TASK BRIEF: When you spot the word "input" in a line of the data below, copy that line.

THE DATA:

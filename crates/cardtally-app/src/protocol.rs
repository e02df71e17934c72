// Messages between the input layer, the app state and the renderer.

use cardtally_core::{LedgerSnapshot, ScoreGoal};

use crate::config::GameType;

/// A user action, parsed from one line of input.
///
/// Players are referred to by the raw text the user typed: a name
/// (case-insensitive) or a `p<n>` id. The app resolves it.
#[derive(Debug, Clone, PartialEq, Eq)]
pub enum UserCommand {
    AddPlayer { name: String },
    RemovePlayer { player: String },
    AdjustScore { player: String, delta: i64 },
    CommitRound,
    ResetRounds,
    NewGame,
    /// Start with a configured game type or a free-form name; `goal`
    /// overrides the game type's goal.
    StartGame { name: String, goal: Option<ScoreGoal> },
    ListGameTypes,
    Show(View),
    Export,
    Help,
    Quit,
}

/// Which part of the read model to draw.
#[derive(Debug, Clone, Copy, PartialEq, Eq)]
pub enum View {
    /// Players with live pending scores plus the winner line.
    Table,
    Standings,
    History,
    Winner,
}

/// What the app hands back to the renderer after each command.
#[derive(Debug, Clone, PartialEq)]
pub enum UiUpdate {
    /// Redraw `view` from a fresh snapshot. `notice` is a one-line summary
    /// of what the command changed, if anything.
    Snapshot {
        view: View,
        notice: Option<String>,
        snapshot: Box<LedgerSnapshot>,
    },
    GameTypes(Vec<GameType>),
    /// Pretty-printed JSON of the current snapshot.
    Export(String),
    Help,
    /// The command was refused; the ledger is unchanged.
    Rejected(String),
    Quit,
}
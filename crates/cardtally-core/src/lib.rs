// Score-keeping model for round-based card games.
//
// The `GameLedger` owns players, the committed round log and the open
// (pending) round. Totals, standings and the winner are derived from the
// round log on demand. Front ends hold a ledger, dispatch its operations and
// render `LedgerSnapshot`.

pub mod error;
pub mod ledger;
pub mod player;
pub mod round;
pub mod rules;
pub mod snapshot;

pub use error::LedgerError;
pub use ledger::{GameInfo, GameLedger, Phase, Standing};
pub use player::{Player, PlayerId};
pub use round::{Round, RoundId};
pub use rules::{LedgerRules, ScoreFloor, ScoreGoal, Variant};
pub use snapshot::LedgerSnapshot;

ANSWER TO THIS EXERCISE:
// Messages between the input layer, the app state and the renderer.
/// A user action, parsed from one line of input.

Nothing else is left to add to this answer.